I couldn't make my mind up whether to shoot it with the 70-200mm or the wide angle 16-35mm and kept switching between the two and it seemed every time I was making the switch the light was coming back, it drove me crazy.
Decisive action was needed so I switched to the 24-105mm to give me the best of both worlds.
I tend to avoid this lens where possible as I feel its a little bit soft, There is nothing wrong with the lens but the 16-35 & 70-200 are both so sharp they are simply the preferred choice for any shots.
I took several photos at varying exposures and eventually got several shots I was pleased with.
I walked further back to the moorings and shot a few from here with big posts in the foreground and Catbelles mountain in the background with light rays coming down on it.
The wind had now really picked up and as I walked back I wanted to get a picture of all the boats parked up on the waters edge but they were all rocking back and forth so a higher ISO speed was used to give me a faster shutter speed whilst being able to retain good depth of field and again I was pretty happy with the results.
That pretty much concluded The shoot as it clouded over completely and the rain started once again and just carried on.
I was grateful for this one morning of nice weather and it had accounted for about 90% of the shots from the trip so far.
I headed back towards base camp and to my delight went through the bad weather and into some nicer patchy cloud which was letting light through, it rolled over the mountains so I went for high ground and looked across the Windermere valley and surrounding areas and I was able to get several nice images full of autumn colours and beautiful light.
The weather for the remainder of the day was very poor and I never managed to get out again other than a brief hike up to Tarn Hows but that was for pleasure rather than for taking pictures as the weather just wasn't there for it.
I looked at the forecast for the rest of the week and it was simply rain and at this point I had almost decided to call it a day and go home as Dorset was having decent weather but I decided I would give it another day on the off chance and I really fancied the area at Wasdale head again and Wast Water.
I was happy I had at least got some pictures from the trip and as I woke that morning I knew today probably wasn't going to be any good but I was going to go anyway.
I headed down to Wast Water and grey cloud seemed to get thicker and thicker, it wasn't looking good.
When I finally arrived it was much as I had expected, flat and grey and not really worth shooting but I wanted a shot to remind me that I had unfinished business here and that I needed to return to this area.

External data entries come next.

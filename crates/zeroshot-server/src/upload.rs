//! Multipart form handling and upload-to-text helpers.

use std::path::Path;

use axum::body::Bytes;
use axum::extract::Multipart;

use crate::error::{ApiError, ApiResult};

/// One multipart field, fully buffered.
#[derive(Debug, Clone)]
pub struct Upload {
    pub name: String,
    pub file_name: Option<String>,
    pub data: Bytes,
}

impl Upload {
    /// Lower-cased extension of the client-side file name, if any.
    pub fn extension(&self) -> Option<String> {
        self.file_name
            .as_deref()
            .and_then(|n| Path::new(n).extension())
            .map(|e| e.to_string_lossy().to_ascii_lowercase())
    }
}

/// All fields of a multipart request, in arrival order.
#[derive(Debug, Default)]
pub struct Form {
    fields: Vec<Upload>,
}

impl Form {
    pub async fn read(mut multipart: Multipart) -> ApiResult<Self> {
        let mut fields = Vec::new();
        while let Some(field) = multipart.next_field().await? {
            let name = field.name().unwrap_or_default().to_string();
            let file_name = field.file_name().map(str::to_string);
            let data = field.bytes().await?;
            fields.push(Upload {
                name,
                file_name,
                data,
            });
        }
        Ok(Self { fields })
    }

    /// Remove and return the first field called `name`.
    pub fn take(&mut self, name: &str) -> ApiResult<Upload> {
        let idx = self
            .fields
            .iter()
            .position(|f| f.name == name)
            .ok_or_else(|| ApiError::BadRequest(format!("missing multipart field '{name}'")))?;
        Ok(self.fields.remove(idx))
    }

    /// Like [`take`](Self::take), rejecting an empty upload.
    pub fn take_nonempty(&mut self, name: &str) -> ApiResult<Upload> {
        let upload = self.take(name)?;
        if upload.data.is_empty() {
            return Err(ApiError::BadRequest(format!(
                "multipart field '{name}' is empty"
            )));
        }
        Ok(upload)
    }

    /// Text values of every field called `name`.
    pub fn values<'a>(&'a self, name: &'a str) -> impl Iterator<Item = String> + 'a {
        self.fields
            .iter()
            .filter(move |f| f.name == name)
            .map(|f| String::from_utf8_lossy(&f.data).into_owned())
    }

    pub fn value(&self, name: &str) -> Option<String> {
        self.values(name).next()
    }

    pub fn contains(&self, name: &str) -> bool {
        self.fields.iter().any(|f| f.name == name)
    }
}

/// Candidate labels from one or more form values. Each value is either a
/// JSON array of strings or comma-separated text; a value that only looks
/// like JSON (`[草稿],其他`) is split on commas. Blanks and duplicates are
/// dropped, first occurrence wins.
pub fn parse_labels<I>(values: I) -> Vec<String>
where
    I: IntoIterator<Item = String>,
{
    let mut labels: Vec<String> = Vec::new();
    for value in values {
        let value = value.trim();
        let parsed = value
            .starts_with('[')
            .then(|| serde_json::from_str::<Vec<String>>(value).ok())
            .flatten()
            .unwrap_or_else(|| split_labels(value));
        for label in parsed {
            let label = label.trim();
            if !label.is_empty() && !labels.iter().any(|l| l == label) {
                labels.push(label.to_string());
            }
        }
    }
    labels
}

fn split_labels(value: &str) -> Vec<String> {
    value.split([',', '，']).map(str::to_string).collect()
}

/// Optional non-negative integer form value.
pub fn parse_num_results(value: Option<String>) -> ApiResult<Option<usize>> {
    match value.as_deref().map(str::trim) {
        None | Some("") => Ok(None),
        Some(v) => v
            .parse()
            .map(Some)
            .map_err(|_| ApiError::BadRequest(format!("invalid num_results '{v}'"))),
    }
}

/// Text the classifier sees for a CSV upload: the file name stem followed
/// by the header row. Row data is never read. A UTF-8 BOM is skipped and
/// invalid UTF-8 replaced.
pub fn csv_header_text(file_name: Option<&str>, data: &[u8]) -> String {
    let data = data.strip_prefix(b"\xEF\xBB\xBF").unwrap_or(data);

    let mut reader = csv::ReaderBuilder::new()
        .has_headers(false)
        .flexible(true)
        .from_reader(data);
    let mut record = csv::ByteRecord::new();
    let headers: Vec<String> = match reader.read_byte_record(&mut record) {
        Ok(true) => record
            .iter()
            .map(|h| String::from_utf8_lossy(h).trim().to_string())
            .filter(|h| !h.is_empty())
            .collect(),
        _ => Vec::new(),
    };

    let stem = file_name
        .and_then(|n| Path::new(n).file_stem())
        .map(|s| s.to_string_lossy().trim().to_string())
        .filter(|s| !s.is_empty());

    match stem {
        Some(stem) if headers.is_empty() => stem,
        Some(stem) => format!("{stem}: {}", headers.join(", ")),
        None => headers.join(", "),
    }
}

#[cfg(test)]
mod tests {
    use super::*;

    #[test]
    fn labels_from_json_and_commas() {
        let labels = parse_labels([
            r#"["城市景观", "自然风光"]"#.to_string(),
            "人物, 城市景观，动物".to_string(),
        ]);
        assert_eq!(labels, ["城市景观", "自然风光", "人物", "动物"]);
    }

    #[test]
    fn labels_blank_values_ignored() {
        assert!(parse_labels([" , ".to_string(), String::new()]).is_empty());
    }

    #[test]
    fn labels_bracketed_text_split_on_commas() {
        assert_eq!(parse_labels(["[草稿],其他".to_string()]), ["[草稿]", "其他"]);
        assert_eq!(parse_labels(["[1, 2".to_string()]), ["[1", "2"]);
        assert_eq!(parse_labels([r#"["a", 1]"#.to_string()]), [r#"["a""#, "1]"]);
    }

    #[test]
    fn num_results_parsing() {
        assert_eq!(parse_num_results(None).unwrap(), None);
        assert_eq!(parse_num_results(Some(" ".into())).unwrap(), None);
        assert_eq!(parse_num_results(Some("3".into())).unwrap(), Some(3));
        assert!(parse_num_results(Some("-1".into())).is_err());
        assert!(parse_num_results(Some("three".into())).is_err());
    }

    #[test]
    fn csv_headers_with_bom_and_stem() {
        let data = "\u{feff}姓名,手机号,身份证号\n张三,13800000000,110101199001011234\n";
        assert_eq!(
            csv_header_text(Some("个人基本信息_1.csv"), data.as_bytes()),
            "个人基本信息_1: 姓名, 手机号, 身份证号"
        );
    }

    #[test]
    fn csv_rows_do_not_matter() {
        let a = "a,b\n1,2\n";
        let b = "a,b\nx,y\nz,w\n";
        assert_eq!(
            csv_header_text(Some("f.csv"), a.as_bytes()),
            csv_header_text(Some("f.csv"), b.as_bytes())
        );
    }

    #[test]
    fn csv_quoted_and_invalid_utf8_headers() {
        let mut data = b"\"last, first\",".to_vec();
        data.extend_from_slice(&[0xff, 0xfe]);
        data.extend_from_slice(b"\r\n1,2\r\n");
        let text = csv_header_text(None, &data);
        assert!(text.starts_with("last, first, "));
        assert!(text.contains('\u{fffd}'));
    }

    #[test]
    fn csv_empty_file() {
        assert_eq!(csv_header_text(None, b""), "");
        assert_eq!(csv_header_text(Some("data.csv"), b""), "data");
    }

    #[test]
    fn upload_extension_lowercased() {
        let upload = Upload {
            name: "audio".into(),
            file_name: Some("Voice.WAV".into()),
            data: Bytes::from_static(b"x"),
        };
        assert_eq!(upload.extension().as_deref(), Some("wav"));
    }
}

The shot while not a good one will give you an idea of the potential for this area and why I wanted it so bad, it's simply stunning.
I decided I was out so I would go to Loweswater which was very impressive but again no pictures were taken due to high winds and heavy rain but a return trip was on the cards for sure, From here to get back to base I could go past Crummock Water and Buttermere which seemed like a good plan but the weather once again put paid to any shots.
I was heart broken not to have even taken a picture of Buttermere, it was the one lake I really wanted but that was the way with these trips.
From Buttermere I would head to Derwent Water over the Honister pass, boy that was an experience and I was glad I had got my brakes fixed on the car as it was fairly steep to say the least.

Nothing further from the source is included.